さて、「メカの性能」というものはなかなか奥ゆかしい問題でして、良く分からない用語を何となく理解したつもりで通過してしまう、ということもあります。ここからは「資料編」ということで、ワイヤレスシステムを語る上で高確率で遭遇するであろうキーワードをピックアップしていきます。

周波数帯

ワイヤレスシステムにおける「周波数帯」は、飛ばす電波がどんな範囲に収まるのかを示しています。今回ピックアップしたワイヤレスシステムはすべて「2.4GHz帯」になりますが、これは「2401MHzから2483MHz」までの範囲になります。ヴォーカルのワイヤレスで使われることの多い「800MHz帯」は「806MHzから810MHz」です。

チャンネル

「チャンネル」は「1~4」などのように数字で表し、周波数帯の中のどこを使用するのかを選択します。たとえば「あなたは2402MHz、わたしは2404MHz」などのように無線通信で使用する周波数を割り振ることで、いくつものワイヤレスシステムを混線させずに共存させることができるのです。多くのメカが2.4GHz帯にひしめき合っている状態で、人の手でチャンネル設定をやろうとするのはかなり大変です。そのため上位モデルでは問題なく使えるチャンネルを自動的に検出できる機能が付いています。

最大伝送距離

「最大伝送距離」は、「電波が最長でどこまで届くか」を表します。「最大」というところがポイントで、これは送信機と受信機の「間に何もない状態」でならばどれだけ離れても大丈夫か、という数値です。ですから間に遮蔽物があったり、他の電波が邪魔したりすると、この数値は達成できなくなります。

周波数特性

オーディオ製品における「周波数特性」は、どこまでの範囲の音を再生できるかを表します。人間の可聴範囲は「20Hzから20KHz」ですからここまで再生できれば充分のようですが、この範囲に収まらない周波数の音を私たち人間は耳以外から感じることができます。耳では聞こえてない「10Hz」も、肌で感じる振動などから迫力として感じることができるのです。今回ピックアップしたワイヤレスシステムの周波数特性は

  • 20Hzから20KHz
  • 10Hzから20KHz

のどちらかになり、このうち10Hzまで再生できるほうが音に迫力がある感じに聞こえます。

ダイナミックレンジ

「ダイナミックレンジ」は最小の信号と最大の信号との比率を表し、「デシベル(dB)」で表します。この数値が大きいほど、音の強弱をキレイに再生することができます。
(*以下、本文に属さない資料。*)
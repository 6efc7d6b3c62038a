//! Notification Composer
//!
//! Drafts SMS bodies and profile insights through a generative text backend.
//! Every draft goes through [`compose_with_fallback`]: a usable backend answer
//! is returned as-is, anything else (error, empty text, missing key) is
//! replaced by a deterministic template that embeds the student's name and
//! roll number. Callers therefore always receive text.

use async_trait::async_trait;
use rollcall_common::models::{Recipient, Student, SubjectGrade};
use rollcall_common::Clock;
use serde::{Deserialize, Serialize};
use std::sync::Arc;
use thiserror::Error;
use tracing::{debug, warn};

/// Sampling temperature for SMS drafts (consistent formatting)
const MESSAGE_TEMPERATURE: f32 = 0.5;

/// Sampling temperature for free-form insights
const INSIGHT_TEMPERATURE: f32 = 0.7;

/// Message length the backend is asked to respect
pub const SMS_CHAR_BUDGET: usize = 160;

/// Text generation failures
#[derive(Debug, Error)]
pub enum ComposeError {
    #[error("Composer not configured: {0}")]
    NotConfigured(String),

    #[error("Network error: {0}")]
    Network(String),

    #[error("API error {status}: {body}")]
    Api { status: u16, body: String },

    #[error("Parse error: {0}")]
    Parse(String),
}

/// Generative text backend (external collaborator)
#[async_trait]
pub trait TextGenerator: Send + Sync {
    async fn generate(&self, prompt: &str, temperature: f32) -> Result<String, ComposeError>;
}

/// Absence message drafting as consumed by the attendance workflow
#[async_trait]
pub trait MessageComposer: Send + Sync {
    async fn absence_message(
        &self,
        student: &StudentSnapshot,
        recipient: Recipient,
    ) -> Result<String, ComposeError>;
}

/// Identity and academic summary handed to the composer
#[derive(Debug, Clone, PartialEq, Serialize, Deserialize)]
#[serde(rename_all = "camelCase")]
pub struct StudentSnapshot {
    pub name: String,
    pub roll_number: String,
    #[serde(default)]
    pub gpa: f64,
    #[serde(default)]
    pub attendance_percentage: f64,
    #[serde(default)]
    pub academic_details: Vec<SubjectGrade>,
}

impl From<&Student> for StudentSnapshot {
    fn from(student: &Student) -> Self {
        Self {
            name: student.name.clone(),
            roll_number: student.roll_number.clone(),
            gpa: student.gpa,
            attendance_percentage: student.attendance_percentage,
            academic_details: student.academic_details.clone(),
        }
    }
}

/// Use the backend answer when it carries text, otherwise the template
pub fn compose_with_fallback(
    outcome: Result<String, ComposeError>,
    fallback: impl FnOnce() -> String,
) -> String {
    match outcome {
        Ok(text) if !text.trim().is_empty() => text.trim().to_string(),
        Ok(_) => {
            warn!("Composer returned empty text, using template");
            fallback()
        }
        Err(e) => {
            warn!(error = %e, "Composer failed, using template");
            fallback()
        }
    }
}

/// Template used when no generated absence message is available
pub fn absence_template(student: &StudentSnapshot, recipient: Recipient, date: &str) -> String {
    match recipient {
        Recipient::Parent => format!(
            "ABSENT ALERT: {} ({}) was marked absent on {}. Current GPA: {:.2}. Please contact the class mentor.",
            student.name, student.roll_number, date, student.gpa
        ),
        Recipient::Student => format!(
            "ALERT: {} ({}) you were marked ABSENT on {}. GPA: {:.2}. Attend classes to keep your score.",
            student.name, student.roll_number, date, student.gpa
        ),
    }
}

/// Template used when no generated details request is available
pub fn details_request_template(student: &StudentSnapshot) -> String {
    format!(
        "Dear {} ({}), please submit your updated academic details (subjects, grades, scores) to the college office at the earliest. Thank you.",
        student.name, student.roll_number
    )
}

pub const INSIGHT_UNAVAILABLE: &str = "Unable to generate insights at this time.";

/// Composer backed by a [`TextGenerator`]
pub struct GenerativeComposer {
    generator: Arc<dyn TextGenerator>,
    clock: Arc<dyn Clock>,
}

impl GenerativeComposer {
    pub fn new(generator: Arc<dyn TextGenerator>, clock: Arc<dyn Clock>) -> Self {
        Self { generator, clock }
    }

    fn today(&self) -> String {
        self.clock.now().format("%d/%m/%Y").to_string()
    }

    /// Absence SMS for one recipient; never fails
    pub async fn draft_absence(&self, student: &StudentSnapshot, recipient: Recipient) -> String {
        let date = self.today();
        let prompt = absence_prompt(student, recipient, &date);
        debug!(roll_number = %student.roll_number, recipient = %recipient, "Drafting absence message");

        let outcome = self.generator.generate(&prompt, MESSAGE_TEMPERATURE).await;
        compose_with_fallback(outcome, || absence_template(student, recipient, &date))
    }

    /// Short encouraging summary for the mentor's report
    pub async fn performance_insight(&self, student: &StudentSnapshot) -> String {
        let grades = student
            .academic_details
            .iter()
            .map(|s| format!("{}: {}", s.subject, s.grade))
            .collect::<Vec<_>>()
            .join(", ");

        let prompt = format!(
            "Write a short, encouraging summary of this student's performance for a teacher's report.\n\
             Name: {}\nRoll Number: {}\nGPA: {}\nAttendance: {}%\nGrades: {}",
            student.name, student.roll_number, student.gpa, student.attendance_percentage, grades
        );

        let outcome = self.generator.generate(&prompt, INSIGHT_TEMPERATURE).await;
        compose_with_fallback(outcome, || INSIGHT_UNAVAILABLE.to_string())
    }

    /// SMS asking the student to submit updated academic details
    pub async fn details_request(&self, student: &StudentSnapshot) -> String {
        let prompt = format!(
            "Write a short formal SMS asking a student to submit their updated academic details \
             (subjects, grades, scores) to the college administration.\n\
             Student Name: {}\nRoll Number: {}\n\
             Keep it under {} characters, professional but friendly, and include the name and roll number.",
            student.name, student.roll_number, SMS_CHAR_BUDGET
        );

        let outcome = self.generator.generate(&prompt, MESSAGE_TEMPERATURE).await;
        compose_with_fallback(outcome, || details_request_template(student))
    }
}

#[async_trait]
impl MessageComposer for GenerativeComposer {
    async fn absence_message(
        &self,
        student: &StudentSnapshot,
        recipient: Recipient,
    ) -> Result<String, ComposeError> {
        Ok(self.draft_absence(student, recipient).await)
    }
}

fn absence_prompt(student: &StudentSnapshot, recipient: Recipient, date: &str) -> String {
    match recipient {
        Recipient::Parent => format!(
            "Write a formal SMS to a parent reporting that their child was ABSENT today.\n\
             The message must begin by identifying the student as: Name: {}, Roll No: {}.\n\
             Date: {}\n\
             Academic snapshot: GPA {}, attendance {}%.\n\
             Keep it under {} characters with a professional tone.",
            student.name,
            student.roll_number,
            date,
            student.gpa,
            student.attendance_percentage,
            SMS_CHAR_BUDGET
        ),
        Recipient::Student => format!(
            "Write an urgent SMS to a student who was marked ABSENT today.\n\
             The message must begin by identifying the student as: {} ({}).\n\
             Date: {}\n\
             Remind them their GPA is {} and that attending classes protects it.\n\
             Keep it under {} characters with an authoritative tone.",
            student.name, student.roll_number, date, student.gpa, SMS_CHAR_BUDGET
        ),
    }
}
人間の聴覚が持つダイナミックレンジは、個人差はあるもののおよそ120dBといわれる。これは知覚できる最小の音圧と、苦痛を感じる最大音圧の比率である(Wikipedia「ダイナミックレンジ」より)。

レイテンシー

「レイテンシー」とは「遅れ(late)」を語源とする用語で、ワイヤレスシステムでは「音を電波にするのに、どれだけ待たされるか」を「ms(1000分の1秒)」で表します。この数字が小さければ小さいほど、送信機の処理が速いことになります。「低レイテンシーのメカを使用する気持ちよさ」を好むユーザーは多いので、メーカーは血眼でこの数値を少しでも下げようと努力しています。こうした性能を表す数値は残酷にも簡単に比較できてしまい、数値が少しでも劣っているものは性能が劣っているかのように思えてしまうものです。しかしこれについて、ちょっと落ち着いて考えてみましょう。

  • RELAY G70のレイテンシー「1.5ms」
  • NUX「B-2」のレイテンシー「5ms」

の差を見ると、「B2」は「G70」より「3.5ms(0.0035秒)」遅いわけですが、「3.5もあるのか。そんなに待つことは出来ぬ」という気の短い人はあまりいないのではないでしょうか。その聞こえ方はどうかというと、約120センチ遠ざけたアンプから聞こえるのと同じです(音速が秒速34029センチメートル。これを1000で割って、3.5を掛ける)。「B2」を使う時には、アンプを120センチだけ耳に近づければ、RELAY G70と同じ聞こえ方になる、ということでもあります。その差はあまりにも小さくて、とても認識できるものではありません。レイテンシーは性能を比較しやすい数値ですが、あまり気にしすぎなくても大丈夫なのです。